▸ **PROBLEM DESCRIPTION**
Search the records below for the string "message" and copy each line where it turns up.

*** Block opens ***

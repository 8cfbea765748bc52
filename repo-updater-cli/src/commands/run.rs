//! `repo-updater run`: foreground reconciliation loop.

use anyhow::{Context, Result};

use repo_updater_daemon::start_blocking;

pub fn run() -> Result<()> {
    let home = dirs::home_dir().context("could not determine home directory")?;
    start_blocking(&home).context("daemon exited with error")
}
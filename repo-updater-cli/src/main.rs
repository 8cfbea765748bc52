//! repo-updater: keep a repository inventory in sync with its code hosts.
//!
//! # Usage
//!
//! ```text
//! repo-updater run                      # reconcile every interval until ctrl-c
//! repo-updater sync [--dry-run] [--json]
//! repo-updater status [--all] [--json]
//! ```
//!
//! Configuration lives in `~/.repo-updater/config.yaml`.

mod commands;

use anyhow::Result;
use clap::{Parser, Subcommand};

use commands::{status::StatusArgs, sync::SyncArgs};

// ---------------------------------------------------------------------------
// CLI entry point
// ---------------------------------------------------------------------------

#[derive(Parser, Debug)]
#[command(
    name = "repo-updater",
    version,
    about = "Reconcile a stored repository inventory with its code hosts",
    long_about = None,
)]
struct Cli {
    #[command(subcommand)]
    command: Commands,
}

#[derive(Subcommand, Debug)]
enum Commands {
    /// Run the reconciliation loop in the foreground until ctrl-c.
    Run,

    /// Run a single reconciliation cycle.
    Sync(SyncArgs),

    /// Show the stored repository inventory.
    Status(StatusArgs),
}

// ---------------------------------------------------------------------------
// Main
// ---------------------------------------------------------------------------

fn main() -> Result<()> {
    let cli = Cli::parse();
    match cli.command {
        Commands::Run => commands::run::run(),
        Commands::Sync(args) => args.run(),
        Commands::Status(args) => args.run(),
    }
}
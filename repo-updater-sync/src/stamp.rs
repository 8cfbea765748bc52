//! Lifecycle stamping of a diff into an apply batch.

use chrono::{DateTime, Utc};

use repo_updater_core::{Diff, Lifecycle};

/// Flatten `diff` into the batch handed to the applier.
///
/// Added entities get `created_at`, modified ones `updated_at`, deleted ones
/// `deleted_at`, all set to the same `now`. The batch lists added, then
/// modified, then deleted.
pub fn stamp<T: Lifecycle>(diff: Diff<T>, now: DateTime<Utc>) -> Vec<T> {
    let Diff {
        added,
        modified,
        deleted,
    } = diff;

    let mut batch = Vec::with_capacity(added.len() + modified.len() + deleted.len());
    for mut entity in added {
        entity.mark_created(now);
        batch.push(entity);
    }
    for mut entity in modified {
        entity.mark_updated(now);
        batch.push(entity);
    }
    for mut entity in deleted {
        entity.mark_deleted(now);
        batch.push(entity);
    }
    batch
}
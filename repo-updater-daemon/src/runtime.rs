use std::fs;
use std::path::{Path, PathBuf};
use std::sync::Arc;

use tokio_util::sync::CancellationToken;

use repo_updater_sync::{system_clock, JsonStore, ManifestSource, Source, Syncer};

use crate::config::{self, DaemonConfig, LogFormat};
use crate::error::{io_err, DaemonError};
use crate::paths::updater_root;

/// Load the config, start the runtime and block the current thread until the
/// daemon exits.
pub fn start_blocking(home: &Path) -> Result<(), DaemonError> {
    let config = config::load_at(home)?;
    init_tracing(config.log_format);
    let runtime = tokio::runtime::Builder::new_multi_thread()
        .enable_all()
        .build()
        .map_err(|e| io_err("tokio-runtime", e))?;
    runtime.block_on(run(home.to_path_buf(), config))
}

/// Run the syncer until ctrl-c.
pub async fn run(home: PathBuf, config: DaemonConfig) -> Result<(), DaemonError> {
    let cancel = CancellationToken::new();

    let signal_handle = {
        let cancel = cancel.clone();
        tokio::spawn(async move {
            tokio::select! {
                _ = cancel.cancelled() => Ok(()),
                signal = tokio::signal::ctrl_c() => {
                    // Stop the syncer whether or not the handler installed.
                    cancel.cancel();
                    match signal {
                        Ok(()) => {
                            tracing::info!("received ctrl-c, shutting down");
                            Ok(())
                        }
                        Err(err) => Err(DaemonError::Task {
                            task: "signal_handler",
                            message: format!("ctrl-c handler failed: {err}"),
                        }),
                    }
                }
            }
        })
    };

    let result = run_until(home, config, cancel.clone()).await;
    cancel.cancel();
    handle_join("signal_handler", signal_handle.await)?;
    result
}

/// Run the syncer until `cancel` fires.
pub async fn run_until(
    home: PathBuf,
    config: DaemonConfig,
    cancel: CancellationToken,
) -> Result<(), DaemonError> {
    ensure_runtime_dirs(&home)?;
    let syncer = build_syncer(&home, &config)?;

    tracing::info!(
        sources = config.sources.len(),
        store = %config.store_path(&home).display(),
        interval_secs = config.interval_secs,
        "repo-updater daemon started",
    );

    let syncer_handle = tokio::spawn(async move { syncer.run(cancel).await });
    match syncer_handle.await {
        Ok(cancelled) => {
            tracing::info!(reason = %cancelled, "repo-updater daemon stopped");
            Ok(())
        }
        Err(err) => Err(DaemonError::Task {
            task: "syncer",
            message: format!("join failure: {err}"),
        }),
    }
}

/// Wire the configured store and sources into a [`Syncer`].
pub fn build_syncer(home: &Path, config: &DaemonConfig) -> Result<Syncer, DaemonError> {
    let store = Arc::new(JsonStore::open(config.store_path(home))?);
    let sources: Vec<Arc<dyn Source>> = config
        .sources
        .iter()
        .map(|source| {
            Arc::new(ManifestSource::new(
                source.name.clone(),
                crate::paths::resolve(home, &source.manifest),
            )) as Arc<dyn Source>
        })
        .collect();

    Ok(
        Syncer::new(config.interval(), store, sources, system_clock())
            .with_max_concurrency(config.max_concurrency),
    )
}

/// Install the global tracing subscriber. Later calls are no-ops.
pub fn init_tracing(format: LogFormat) {
    use tracing_subscriber::{fmt, EnvFilter};

    let filter = EnvFilter::try_from_default_env().unwrap_or_else(|_| EnvFilter::new("info"));
    let builder = fmt().with_env_filter(filter).with_target(false);
    let _ = match format {
        LogFormat::Text => builder.try_init(),
        LogFormat::Json => builder.json().try_init(),
    };
}

fn ensure_runtime_dirs(home: &Path) -> Result<(), DaemonError> {
    let root = updater_root(home);
    if !root.exists() {
        fs::create_dir_all(&root).map_err(|e| io_err(&root, e))?;
    }
    Ok(())
}

fn handle_join(
    task: &'static str,
    result: Result<Result<(), DaemonError>, tokio::task::JoinError>,
) -> Result<(), DaemonError> {
    match result {
        Ok(inner) => inner,
        Err(err) => Err(DaemonError::Task {
            task,
            message: format!("join failure: {err}"),
        }),
    }
}

#[cfg(test)]
mod tests {
    use super::*;
    use crate::config::SourceConfig;
    use repo_updater_core::manifest::{self, Manifest, ManifestEntry};
    use tempfile::TempDir;

    fn config() -> DaemonConfig {
        DaemonConfig {
            interval_secs: 60,
            store: None,
            max_concurrency: Some(4),
            log_format: LogFormat::Text,
            sources: vec![SourceConfig {
                name: "github".to_string(),
                manifest: PathBuf::from("sources/github.yaml"),
            }],
        }
    }

    fn write_manifest(home: &Path, ids: &[&str]) {
        let doc = Manifest {
            service_type: "github".to_string(),
            service_id: "https://github.com/".to_string(),
            repos: ids
                .iter()
                .map(|id| ManifestEntry {
                    id: id.to_string(),
                    name: format!("github.com/acme/{id}"),
                    description: String::new(),
                    language: String::new(),
                    enabled: true,
                    fork: false,
                    archived: false,
                })
                .collect(),
        };
        manifest::save(&crate::paths::sources_dir(home).join("github.yaml"), &doc).unwrap();
    }

    #[tokio::test]
    async fn built_syncer_reconciles_manifest_into_json_store() {
        let home = TempDir::new().unwrap();
        write_manifest(home.path(), &["r1", "r2"]);

        let syncer = build_syncer(home.path(), &config()).expect("build");
        let report = syncer.sync().await.expect("sync");
        assert_eq!(report.added, 2);

        let stored = repo_updater_sync::store::read_all(&config().store_path(home.path()))
            .expect("read store");
        assert_eq!(stored.len(), 2);
        assert!(stored.iter().all(|r| r.created_at.is_some()));
    }

    #[tokio::test]
    async fn run_until_returns_once_cancelled() {
        let home = TempDir::new().unwrap();
        write_manifest(home.path(), &["r1"]);
        let cancel = CancellationToken::new();
        cancel.cancel();

        run_until(home.path().to_path_buf(), config(), cancel)
            .await
            .expect("clean shutdown");
        assert!(updater_root(home.path()).exists());
    }

    #[test]
    fn init_tracing_twice_is_harmless() {
        init_tracing(LogFormat::Json);
        init_tracing(LogFormat::Text);
    }
}
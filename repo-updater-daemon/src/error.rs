use std::path::PathBuf;

use thiserror::Error;

/// Errors reading or validating `config.yaml`.
#[derive(Debug, Error)]
pub enum ConfigError {
    #[error("I/O error at {path}: {source}")]
    Io {
        path: PathBuf,
        #[source]
        source: std::io::Error,
    },

    #[error("config not found at {path}")]
    NotFound { path: PathBuf },

    #[error("failed to parse config at {path}: {source}")]
    Parse {
        path: PathBuf,
        #[source]
        source: serde_yaml::Error,
    },

    #[error("YAML serialization error: {0}")]
    Yaml(#[from] serde_yaml::Error),

    #[error("invalid config: {0}")]
    Invalid(String),

    #[error("cannot determine home directory; set $HOME or equivalent")]
    HomeNotFound,
}

/// Error surface for the daemon runtime.
#[derive(Debug, Error)]
pub enum DaemonError {
    #[error("config error: {0}")]
    Config(#[from] ConfigError),

    #[error("store error: {0}")]
    Store(#[from] repo_updater_sync::StoreError),

    #[error("I/O error at {path}: {source}")]
    Io {
        path: PathBuf,
        #[source]
        source: std::io::Error,
    },

    #[error("{task} task failed: {message}")]
    Task { task: &'static str, message: String },
}

pub(crate) fn io_err(path: impl Into<PathBuf>, source: std::io::Error) -> DaemonError {
    DaemonError::Io {
        path: path.into(),
        source,
    }
}
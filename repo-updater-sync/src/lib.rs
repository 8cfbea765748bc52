//! # repo-updater-sync
//!
//! Periodic reconciliation of a repository [`Store`] against its [`Source`]s.
//!
//! Build a [`Syncer`] and call [`Syncer::run`] to reconcile on an interval, or
//! [`Syncer::sync`] to run a single cycle.

pub mod apply;
pub mod error;
pub mod source;
pub mod stamp;
pub mod store;
pub mod syncer;

pub use error::{ApplyError, Cancelled, CycleError, SourceError, StoreError, SyncError};
pub use source::{ManifestSource, Source, Sources};
pub use store::{JsonStore, MemoryStore, Store};
pub use syncer::{system_clock, Clock, SyncReport, Syncer, MAX_INTERVAL};
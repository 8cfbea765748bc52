pub mod run;
pub mod status;
pub mod sync;
//! Persisted repository inventory.
//!
//! A [`Store`] reports the live inventory and upserts single repositories
//! keyed by identity. Upserts are issued concurrently by the applier, so every
//! implementation serializes its own writes.
//!
//! Shared semantics of the bundled stores:
//! - [`Store::repos`] omits soft-deleted records (`deleted_at` set).
//! - [`Store::upsert_repo`] replaces the record for the repository's identity;
//!   an incoming repository without `created_at` keeps the stored one.

use std::collections::BTreeMap;
use std::path::{Path, PathBuf};
use std::sync::{Mutex, MutexGuard};

use async_trait::async_trait;
use serde::{Deserialize, Serialize};

use repo_updater_core::{ExternalRepoSpec, Repo};

use crate::error::{io_err, StoreError};

#[async_trait]
pub trait Store: Send + Sync {
    /// Live (not soft-deleted) repositories.
    async fn repos(&self) -> Result<Vec<Repo>, StoreError>;

    /// Create, update or mark deleted, as `repo` says, keyed by identity.
    async fn upsert_repo(&self, repo: &Repo) -> Result<(), StoreError>;
}

type Inventory = BTreeMap<ExternalRepoSpec, Repo>;

fn merge_upsert(inventory: &mut Inventory, repo: &Repo) {
    let mut next = repo.clone();
    if next.created_at.is_none() {
        next.created_at = inventory
            .get(&repo.external_repo)
            .and_then(|existing| existing.created_at);
    }
    inventory.insert(next.external_repo.clone(), next);
}

fn live(inventory: &Inventory) -> Vec<Repo> {
    inventory
        .values()
        .filter(|repo| !repo.is_deleted())
        .cloned()
        .collect()
}

// ---------------------------------------------------------------------------
// MemoryStore
// ---------------------------------------------------------------------------

/// In-process store.
#[derive(Debug, Default)]
pub struct MemoryStore {
    inventory: Mutex<Inventory>,
}

impl MemoryStore {
    pub fn new() -> Self {
        Self::default()
    }

    /// Store pre-populated with `repos`, as if each had been upserted.
    pub fn with_repos(repos: impl IntoIterator<Item = Repo>) -> Self {
        let mut inventory = Inventory::new();
        for repo in repos {
            merge_upsert(&mut inventory, &repo);
        }
        Self {
            inventory: Mutex::new(inventory),
        }
    }

    /// Every record, soft-deleted ones included, in identity order.
    pub fn all(&self) -> Vec<Repo> {
        self.lock().values().cloned().collect()
    }

    pub fn get(&self, id: &ExternalRepoSpec) -> Option<Repo> {
        self.lock().get(id).cloned()
    }

    fn lock(&self) -> MutexGuard<'_, Inventory> {
        // A poisoned lock only means another upsert panicked mid-insert; the
        // map itself is still consistent.
        self.inventory
            .lock()
            .unwrap_or_else(|poisoned| poisoned.into_inner())
    }
}

#[async_trait]
impl Store for MemoryStore {
    async fn repos(&self) -> Result<Vec<Repo>, StoreError> {
        Ok(live(&self.lock()))
    }

    async fn upsert_repo(&self, repo: &Repo) -> Result<(), StoreError> {
        merge_upsert(&mut self.lock(), repo);
        Ok(())
    }
}

// ---------------------------------------------------------------------------
// JsonStore
// ---------------------------------------------------------------------------

/// On-disk payload of a [`JsonStore`].
#[derive(Debug, Default, Serialize, Deserialize)]
struct StoreFile {
    #[serde(default)]
    repos: Vec<Repo>,
}

/// Store backed by a single JSON document.
///
/// The document is loaded once at [`JsonStore::open`]. Every upsert rewrites
/// it atomically (`<path>.tmp` + rename) while holding the store lock, so a
/// cycle with C changes over N stored records writes O(C × N) bytes. The
/// in-memory record is updated in place and rolled back if the write fails.
#[derive(Debug)]
pub struct JsonStore {
    path: PathBuf,
    inventory: tokio::sync::Mutex<Inventory>,
}

impl JsonStore {
    /// Open the store at `path`. A missing file is an empty store.
    pub fn open(path: impl Into<PathBuf>) -> Result<Self, StoreError> {
        let path = path.into();
        let inventory = load_file(&path)?;
        Ok(Self {
            path,
            inventory: tokio::sync::Mutex::new(inventory),
        })
    }

    pub fn path(&self) -> &Path {
        &self.path
    }

    /// Every record, soft-deleted ones included, in identity order.
    pub async fn all(&self) -> Vec<Repo> {
        self.inventory.lock().await.values().cloned().collect()
    }
}

#[async_trait]
impl Store for JsonStore {
    async fn repos(&self) -> Result<Vec<Repo>, StoreError> {
        Ok(live(&*self.inventory.lock().await))
    }

    async fn upsert_repo(&self, repo: &Repo) -> Result<(), StoreError> {
        let mut guard = self.inventory.lock().await;
        let previous = guard.get(&repo.external_repo).cloned();
        merge_upsert(&mut guard, repo);

        let written = match encode(&guard) {
            Ok(json) => {
                let path = self.path.clone();
                tokio::task::spawn_blocking(move || write_file(&path, &json))
                    .await
                    .unwrap_or_else(|err| {
                        Err(StoreError::Unavailable(format!(
                            "store write join error: {err}"
                        )))
                    })
            }
            Err(err) => Err(err),
        };

        if written.is_err() {
            match previous {
                Some(previous) => {
                    guard.insert(previous.external_repo.clone(), previous);
                }
                None => {
                    guard.remove(&repo.external_repo);
                }
            }
        }
        written
    }
}

/// Read every record from the JSON document at `path`, soft-deleted ones included.
///
/// Returns an empty list if the file does not yet exist.
pub fn read_all(path: &Path) -> Result<Vec<Repo>, StoreError> {
    Ok(load_file(path)?.into_values().collect())
}

fn load_file(path: &Path) -> Result<Inventory, StoreError> {
    if !path.exists() {
        return Ok(Inventory::new());
    }
    let contents = std::fs::read_to_string(path).map_err(|e| io_err(path, e))?;
    let file: StoreFile = serde_json::from_str(&contents)?;
    let mut inventory = Inventory::new();
    for repo in file.repos {
        inventory.insert(repo.external_repo.clone(), repo);
    }
    Ok(inventory)
}

/// Borrowed view of a [`StoreFile`], serialized without cloning records.
#[derive(Serialize)]
struct StoreFileRef<'a> {
    repos: Vec<&'a Repo>,
}

fn encode(inventory: &Inventory) -> Result<String, StoreError> {
    let file = StoreFileRef {
        repos: inventory.values().collect(),
    };
    Ok(serde_json::to_string_pretty(&file)?)
}

#[cfg(test)]
fn save_file(path: &Path, inventory: &Inventory) -> Result<(), StoreError> {
    write_file(path, &encode(inventory)?)
}

fn write_file(path: &Path, json: &str) -> Result<(), StoreError> {
    if let Some(dir) = path.parent() {
        std::fs::create_dir_all(dir).map_err(|e| io_err(dir, e))?;
    }

    let tmp = path.with_extension("json.tmp");
    std::fs::write(&tmp, json).map_err(|e| io_err(&tmp, e))?;
    if let Err(e) = std::fs::rename(&tmp, path) {
        let _ = std::fs::remove_file(&tmp);
        return Err(io_err(path, e));
    }
    Ok(())
}
//! Concurrent apply of a stamped batch.
//!
//! Every repository gets its own tokio task issuing one
//! [`Store::upsert_repo`] call. Tasks are independent: a failing or panicking
//! upsert only affects its own outcome. The caller gets exactly one outcome
//! per input repository, in batch order.

use std::sync::Arc;

use tokio::sync::Semaphore;
use tokio::task::JoinSet;

use repo_updater_core::Repo;

use crate::error::ApplyError;
use crate::store::Store;

/// One repository and the result of applying it.
pub type ApplyOutcome = (Repo, Result<(), ApplyError>);

/// Upsert every repository in `batch` concurrently.
///
/// `limit` caps the number of upserts in flight; `None` starts them all at
/// once. Limits above [`Semaphore::MAX_PERMITS`] are clamped to it.
pub async fn apply(
    store: Arc<dyn Store>,
    batch: Vec<Repo>,
    limit: Option<usize>,
) -> Vec<ApplyOutcome> {
    let permits = limit.map(|n| Arc::new(Semaphore::new(n.clamp(1, Semaphore::MAX_PERMITS))));
    let mut tasks = JoinSet::new();

    for (index, repo) in batch.iter().enumerate() {
        let store = store.clone();
        let permits = permits.clone();
        let repo = repo.clone();
        tasks.spawn(async move {
            let _permit = match permits {
                Some(permits) => match permits.acquire_owned().await {
                    Ok(permit) => Some(permit),
                    Err(err) => return (index, Err(ApplyError::Aborted(err.to_string()))),
                },
                None => None,
            };
            (index, store.upsert_repo(&repo).await.map_err(ApplyError::from))
        });
    }

    let mut slots: Vec<Option<Result<(), ApplyError>>> = batch.iter().map(|_| None).collect();
    while let Some(joined) = tasks.join_next().await {
        match joined {
            Ok((index, outcome)) => slots[index] = Some(outcome),
            Err(err) => tracing::error!(error = %err, "apply task failed to report"),
        }
    }

    batch
        .into_iter()
        .zip(slots)
        .map(|(repo, slot)| {
            let outcome = slot.unwrap_or_else(|| {
                Err(ApplyError::Aborted(format!(
                    "no outcome reported for {}",
                    repo.external_repo
                )))
            });
            (repo, outcome)
        })
        .collect()
}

*** Block closes ***

▸ **EXERCISE RESULT**
                            message: format!("ctrl-c handler failed: {err}"),
            message: format!("join failure: {err}"),
            message: format!("join failure: {err}"),
    #[error("{task} task failed: {message}")]
    Task { task: &'static str, message: String },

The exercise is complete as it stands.